4.2. Implications for practice The results from this study indicate that g is the single best predictor of Quantitative Knowledge, at least in the context of practice with the WISC-IV and WIAT-II. This finding, coupled with other similar investigations (e.g., Glutting et al., 2006; Glutting, Youngstrom, Ward, Ward, & Hale, 1997) not only reaffirms the efficacy of g in predicting educational outcomes (Deary, 2000; Jensen, 1998), but also brings into question some of the current practices in Cross-Battery Assessment—at least with respect to math outcomes in the context of the WISC-IV. In two of the most recent books on Cross-Battery Assessment, the authors stress using measures of Fluid Reasoning, Comprehension-Knowledge, Processing Speed, and Short-Term Memory in lieu of using the Full Scale IQ (Flanagan et al., 2006; Flanagan et al., 2007). Whereas the data from other studies (for a review, see Flanagan et al., 2006, pp. 41–42) do show that these CHC factors tend to be related to math outcomes, in light of the results from the current analysis, it seems unwise not to focus interpretation on the most cogent single predictor available, especially when interpreting the WISC-IV in an applied setting.

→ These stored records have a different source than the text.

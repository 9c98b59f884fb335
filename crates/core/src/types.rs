use std::{
    collections::BTreeMap,
    fmt,
    time::{SystemTime, UNIX_EPOCH},
};

use serde::{Deserialize, Serialize};

/// Transcript data scraped from a video page.
///
/// Crosses context boundaries as a plain string; a string starting with
/// `http` is a caption-track URL rather than caption text.
#[derive(Debug, Clone, PartialEq, Eq, Serialize, Deserialize)]
#[serde(from = "String", into = "String")]
pub enum Transcript {
    /// Joined transcript segments or live caption text
    Text(String),
    /// Base URL of a timed-caption resource embedded in the page data
    CaptionTrack(String),
}

impl Transcript {
    pub fn as_str(&self) -> &str {
        match self {
            Transcript::Text(text) | Transcript::CaptionTrack(text) => text,
        }
    }

    /// Caption text, if this is not a caption-track reference
    pub fn text(&self) -> Option<&str> {
        match self {
            Transcript::Text(text) => Some(text),
            Transcript::CaptionTrack(_) => None,
        }
    }

    pub fn is_caption_track(&self) -> bool {
        matches!(self, Transcript::CaptionTrack(_))
    }
}

impl From<String> for Transcript {
    fn from(raw: String) -> Self {
        if raw.starts_with("http") {
            Transcript::CaptionTrack(raw)
        } else {
            Transcript::Text(raw)
        }
    }
}

impl From<Transcript> for String {
    fn from(transcript: Transcript) -> Self {
        match transcript {
            Transcript::Text(text) | Transcript::CaptionTrack(text) => text,
        }
    }
}

#[derive(Debug, Clone, PartialEq, Eq, Serialize, Deserialize)]
#[serde(rename_all = "camelCase")]
pub struct VideoDescriptor {
    pub video_id: String,
    pub video_title: String,
}

#[derive(Debug, Clone, Copy, PartialEq, Eq, Serialize, Deserialize)]
#[serde(from = "String", into = "&'static str")]
pub enum ChatRole {
    User,
    Model,
}

impl From<String> for ChatRole {
    fn from(role: String) -> Self {
        // Anything that is not the user speaks for the model
        if role == "user" {
            ChatRole::User
        } else {
            ChatRole::Model
        }
    }
}

impl From<ChatRole> for &'static str {
    fn from(role: ChatRole) -> Self {
        role.as_str()
    }
}

impl ChatRole {
    pub fn as_str(self) -> &'static str {
        match self {
            ChatRole::User => "user",
            ChatRole::Model => "model",
        }
    }
}

impl fmt::Display for ChatRole {
    fn fmt(&self, f: &mut fmt::Formatter<'_>) -> fmt::Result {
        f.write_str(self.as_str())
    }
}

#[derive(Debug, Clone, PartialEq, Eq, Serialize, Deserialize)]
pub struct ChatMessage {
    pub role: ChatRole,
    pub content: String,
}

impl ChatMessage {
    pub fn user(content: impl Into<String>) -> Self {
        Self {
            role: ChatRole::User,
            content: content.into(),
        }
    }

    pub fn model(content: impl Into<String>) -> Self {
        Self {
            role: ChatRole::Model,
            content: content.into(),
        }
    }
}

#[derive(Debug, Clone, PartialEq, Eq, Serialize, Deserialize)]
#[serde(rename_all = "camelCase")]
pub struct StoredSummary {
    pub video_id: String,
    pub video_title: String,
    pub summary: String,
    /// Epoch milliseconds of the last write
    pub timestamp: i64,
}

#[derive(Debug, Clone, PartialEq, Eq, Serialize, Deserialize)]
#[serde(rename_all = "camelCase")]
pub struct StoredChat {
    pub video_id: String,
    pub video_title: String,
    pub messages: Vec<ChatMessage>,
    /// Epoch milliseconds of the last write
    pub timestamp: i64,
}

/// The whole persisted state
#[derive(Debug, Clone, Default, PartialEq, Eq, Serialize, Deserialize)]
pub struct StorageData {
    pub summaries: BTreeMap<String, StoredSummary>,
    pub chats: BTreeMap<String, StoredChat>,
}

#[derive(Debug, Clone, Copy, PartialEq, Eq, Serialize)]
#[serde(rename_all = "camelCase")]
pub struct StorageInfo {
    pub summary_count: usize,
    pub chat_count: usize,
    /// Length of the compact JSON serialization of [`StorageData`]
    pub total_size: usize,
}

pub fn now_millis() -> i64 {
    SystemTime::now()
        .duration_since(UNIX_EPOCH)
        .map(|d| d.as_millis() as i64)
        .unwrap_or_default()
}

4.3. Limitations The major limitations of this study are twofold. First, although the sample was nationally representative (Wechsler, 2003b), it is relatively small (n = 550) considering its developmental heterogeneity (age range was 6 to 16). Consequently, splitting the current sample by age would result in subsamples that were likely too small to produce consistent results with the latent-variable methods this study employed (MacCallum, Browne, & Sugawara, 1996). The inability to examine age effects is unfortunate, because there is some research indicating that the effect of CHC cognitive ability factors on math achievement is somewhat moderated by age (Taub et al., 2008). Consequently, future researchers should look to either select a sample that is more homogenous in age or select a larger number of participants so that the sample can be split into more narrow age groups without losing statistical power. Second, the variables used in this study were from the Wechsler family of psychological instruments. Whereas, in and of itself, use of only Wechsler scales is neither good nor bad, it does limit the generalizability of the findings. Other instruments have demonstrated stronger relations between the CHC factors and math achievement (Taub et al., 2008). Consequently, future research studying the effect of WISC-IV operationalized CHC abilities on WIAT-II math scores should probably include subtests from other instruments that measure Fluid Reasoning, Comprehension-Knowledge, and Processing Speed in order to examine if the instrument from which the CHC factors were derived influences their predictive ability (Floyd et al., 2005).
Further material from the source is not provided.